> **INSTRUCTIONS FOR THE TASK**: Count the lines below that contain the word "PaginationInfo", and state only that number.

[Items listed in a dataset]
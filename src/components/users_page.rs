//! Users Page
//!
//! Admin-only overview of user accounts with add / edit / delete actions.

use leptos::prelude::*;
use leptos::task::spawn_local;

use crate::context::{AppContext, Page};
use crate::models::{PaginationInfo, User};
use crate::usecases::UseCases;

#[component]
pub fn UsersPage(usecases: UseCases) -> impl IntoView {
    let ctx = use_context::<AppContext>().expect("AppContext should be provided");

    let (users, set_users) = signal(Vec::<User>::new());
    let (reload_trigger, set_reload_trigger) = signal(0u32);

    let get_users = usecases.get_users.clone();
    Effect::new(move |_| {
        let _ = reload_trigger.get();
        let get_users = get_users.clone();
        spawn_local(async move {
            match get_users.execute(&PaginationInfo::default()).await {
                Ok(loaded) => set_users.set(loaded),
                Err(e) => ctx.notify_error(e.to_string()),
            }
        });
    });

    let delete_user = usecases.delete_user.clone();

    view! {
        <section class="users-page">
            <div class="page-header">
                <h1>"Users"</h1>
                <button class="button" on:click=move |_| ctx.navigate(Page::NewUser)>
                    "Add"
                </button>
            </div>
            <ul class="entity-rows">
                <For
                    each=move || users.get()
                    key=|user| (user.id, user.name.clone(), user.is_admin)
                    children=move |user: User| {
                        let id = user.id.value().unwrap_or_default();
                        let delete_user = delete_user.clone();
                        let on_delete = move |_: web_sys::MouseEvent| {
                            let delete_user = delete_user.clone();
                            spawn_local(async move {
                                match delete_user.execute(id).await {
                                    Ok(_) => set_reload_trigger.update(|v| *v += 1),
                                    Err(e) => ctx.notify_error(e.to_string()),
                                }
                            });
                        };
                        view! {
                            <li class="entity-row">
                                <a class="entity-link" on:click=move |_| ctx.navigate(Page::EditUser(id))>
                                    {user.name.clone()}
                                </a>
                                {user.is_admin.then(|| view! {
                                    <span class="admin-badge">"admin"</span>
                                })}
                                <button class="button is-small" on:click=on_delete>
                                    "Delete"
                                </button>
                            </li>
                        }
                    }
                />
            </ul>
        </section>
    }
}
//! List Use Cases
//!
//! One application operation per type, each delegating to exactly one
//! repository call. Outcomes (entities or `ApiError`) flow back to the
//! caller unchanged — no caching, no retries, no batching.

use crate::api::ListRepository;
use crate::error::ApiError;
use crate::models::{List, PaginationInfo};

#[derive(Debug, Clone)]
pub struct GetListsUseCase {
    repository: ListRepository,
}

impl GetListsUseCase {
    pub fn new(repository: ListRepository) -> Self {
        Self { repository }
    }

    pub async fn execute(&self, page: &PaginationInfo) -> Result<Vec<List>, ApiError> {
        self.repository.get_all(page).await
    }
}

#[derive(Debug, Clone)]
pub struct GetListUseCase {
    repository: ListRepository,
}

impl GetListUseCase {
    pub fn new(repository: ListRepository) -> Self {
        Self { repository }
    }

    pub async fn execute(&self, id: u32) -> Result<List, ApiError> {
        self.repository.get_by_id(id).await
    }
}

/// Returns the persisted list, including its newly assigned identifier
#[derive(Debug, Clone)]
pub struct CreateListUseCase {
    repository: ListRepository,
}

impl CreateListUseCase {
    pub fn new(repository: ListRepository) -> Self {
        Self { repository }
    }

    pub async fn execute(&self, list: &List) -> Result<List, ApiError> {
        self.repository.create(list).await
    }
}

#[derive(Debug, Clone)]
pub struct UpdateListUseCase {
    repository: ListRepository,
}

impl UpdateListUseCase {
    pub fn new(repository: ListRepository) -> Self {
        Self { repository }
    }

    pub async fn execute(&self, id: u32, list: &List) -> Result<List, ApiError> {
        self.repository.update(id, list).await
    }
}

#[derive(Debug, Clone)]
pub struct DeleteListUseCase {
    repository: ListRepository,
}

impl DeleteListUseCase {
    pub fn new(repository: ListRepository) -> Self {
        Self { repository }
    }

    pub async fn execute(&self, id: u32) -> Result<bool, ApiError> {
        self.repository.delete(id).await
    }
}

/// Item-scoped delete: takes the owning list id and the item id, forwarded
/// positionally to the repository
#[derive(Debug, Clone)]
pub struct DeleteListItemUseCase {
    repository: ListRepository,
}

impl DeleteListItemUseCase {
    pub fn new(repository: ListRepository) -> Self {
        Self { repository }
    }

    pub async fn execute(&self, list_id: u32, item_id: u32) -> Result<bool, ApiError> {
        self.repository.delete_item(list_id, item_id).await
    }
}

---

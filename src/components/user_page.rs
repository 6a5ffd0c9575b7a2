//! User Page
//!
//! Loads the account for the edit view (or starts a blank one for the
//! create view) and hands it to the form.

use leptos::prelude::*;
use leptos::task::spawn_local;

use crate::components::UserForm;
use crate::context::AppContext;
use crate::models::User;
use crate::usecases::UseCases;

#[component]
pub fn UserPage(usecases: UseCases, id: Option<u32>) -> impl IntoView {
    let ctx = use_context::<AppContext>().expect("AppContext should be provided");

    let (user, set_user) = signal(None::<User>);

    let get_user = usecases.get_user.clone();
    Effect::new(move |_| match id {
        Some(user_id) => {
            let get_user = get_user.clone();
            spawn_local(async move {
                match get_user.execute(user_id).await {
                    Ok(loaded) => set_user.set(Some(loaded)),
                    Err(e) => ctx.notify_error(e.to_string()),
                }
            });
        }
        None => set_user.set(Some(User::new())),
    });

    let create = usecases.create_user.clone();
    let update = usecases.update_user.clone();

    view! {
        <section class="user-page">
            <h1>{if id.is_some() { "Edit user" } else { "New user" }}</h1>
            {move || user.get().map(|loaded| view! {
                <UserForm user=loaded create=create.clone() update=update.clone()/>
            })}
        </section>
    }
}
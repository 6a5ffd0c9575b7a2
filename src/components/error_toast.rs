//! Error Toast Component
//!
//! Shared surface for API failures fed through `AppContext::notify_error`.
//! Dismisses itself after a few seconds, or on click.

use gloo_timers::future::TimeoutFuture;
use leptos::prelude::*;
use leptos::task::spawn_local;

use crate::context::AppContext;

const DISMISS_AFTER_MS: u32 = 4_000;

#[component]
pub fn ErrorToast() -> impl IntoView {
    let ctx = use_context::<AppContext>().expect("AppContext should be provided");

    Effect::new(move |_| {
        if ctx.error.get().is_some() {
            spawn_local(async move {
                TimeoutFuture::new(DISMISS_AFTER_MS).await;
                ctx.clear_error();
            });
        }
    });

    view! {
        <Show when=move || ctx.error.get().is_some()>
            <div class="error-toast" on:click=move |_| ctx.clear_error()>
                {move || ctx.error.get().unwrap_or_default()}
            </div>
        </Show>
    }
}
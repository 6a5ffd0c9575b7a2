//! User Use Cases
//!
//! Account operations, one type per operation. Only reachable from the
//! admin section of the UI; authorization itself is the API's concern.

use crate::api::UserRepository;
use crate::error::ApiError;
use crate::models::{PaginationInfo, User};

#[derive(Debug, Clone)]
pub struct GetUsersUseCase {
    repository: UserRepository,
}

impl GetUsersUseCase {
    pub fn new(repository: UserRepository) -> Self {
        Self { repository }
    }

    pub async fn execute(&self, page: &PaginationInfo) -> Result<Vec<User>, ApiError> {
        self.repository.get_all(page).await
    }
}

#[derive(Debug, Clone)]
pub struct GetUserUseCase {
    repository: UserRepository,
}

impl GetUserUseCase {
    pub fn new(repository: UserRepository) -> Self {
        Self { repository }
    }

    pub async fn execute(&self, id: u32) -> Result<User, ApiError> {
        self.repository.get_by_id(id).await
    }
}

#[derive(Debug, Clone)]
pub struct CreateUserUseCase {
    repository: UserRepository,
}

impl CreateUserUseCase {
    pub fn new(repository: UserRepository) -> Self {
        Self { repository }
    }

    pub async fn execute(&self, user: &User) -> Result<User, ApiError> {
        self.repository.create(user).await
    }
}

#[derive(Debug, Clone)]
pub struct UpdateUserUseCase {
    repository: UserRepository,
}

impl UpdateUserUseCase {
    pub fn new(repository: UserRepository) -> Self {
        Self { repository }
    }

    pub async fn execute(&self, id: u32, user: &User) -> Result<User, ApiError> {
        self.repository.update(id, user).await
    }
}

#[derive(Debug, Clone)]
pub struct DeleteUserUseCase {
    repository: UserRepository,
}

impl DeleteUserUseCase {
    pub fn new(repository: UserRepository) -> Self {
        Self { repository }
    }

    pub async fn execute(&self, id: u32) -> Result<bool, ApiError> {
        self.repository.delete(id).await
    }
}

---

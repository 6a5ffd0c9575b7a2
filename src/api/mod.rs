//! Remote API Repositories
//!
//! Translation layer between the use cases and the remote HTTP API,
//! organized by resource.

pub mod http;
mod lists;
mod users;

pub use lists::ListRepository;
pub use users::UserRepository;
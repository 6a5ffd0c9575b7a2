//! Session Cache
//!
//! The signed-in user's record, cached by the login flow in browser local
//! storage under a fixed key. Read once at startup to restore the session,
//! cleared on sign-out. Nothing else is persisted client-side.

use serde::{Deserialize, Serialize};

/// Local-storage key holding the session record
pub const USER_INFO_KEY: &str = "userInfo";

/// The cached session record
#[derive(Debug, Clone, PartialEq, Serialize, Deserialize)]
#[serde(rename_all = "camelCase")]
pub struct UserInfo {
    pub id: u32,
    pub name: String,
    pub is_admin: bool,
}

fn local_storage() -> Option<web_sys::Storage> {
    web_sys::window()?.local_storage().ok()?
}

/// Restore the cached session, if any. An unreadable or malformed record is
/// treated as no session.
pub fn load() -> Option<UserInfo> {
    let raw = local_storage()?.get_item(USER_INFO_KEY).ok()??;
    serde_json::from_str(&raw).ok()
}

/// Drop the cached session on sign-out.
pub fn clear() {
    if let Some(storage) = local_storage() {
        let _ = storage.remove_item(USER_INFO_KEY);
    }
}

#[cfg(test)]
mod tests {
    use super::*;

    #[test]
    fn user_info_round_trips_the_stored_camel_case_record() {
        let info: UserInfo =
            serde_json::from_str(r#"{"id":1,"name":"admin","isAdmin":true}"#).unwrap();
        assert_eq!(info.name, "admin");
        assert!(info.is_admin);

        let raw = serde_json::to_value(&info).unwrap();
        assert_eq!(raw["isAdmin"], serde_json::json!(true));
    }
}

> **ANSWER TO THIS PROBLEM**: 6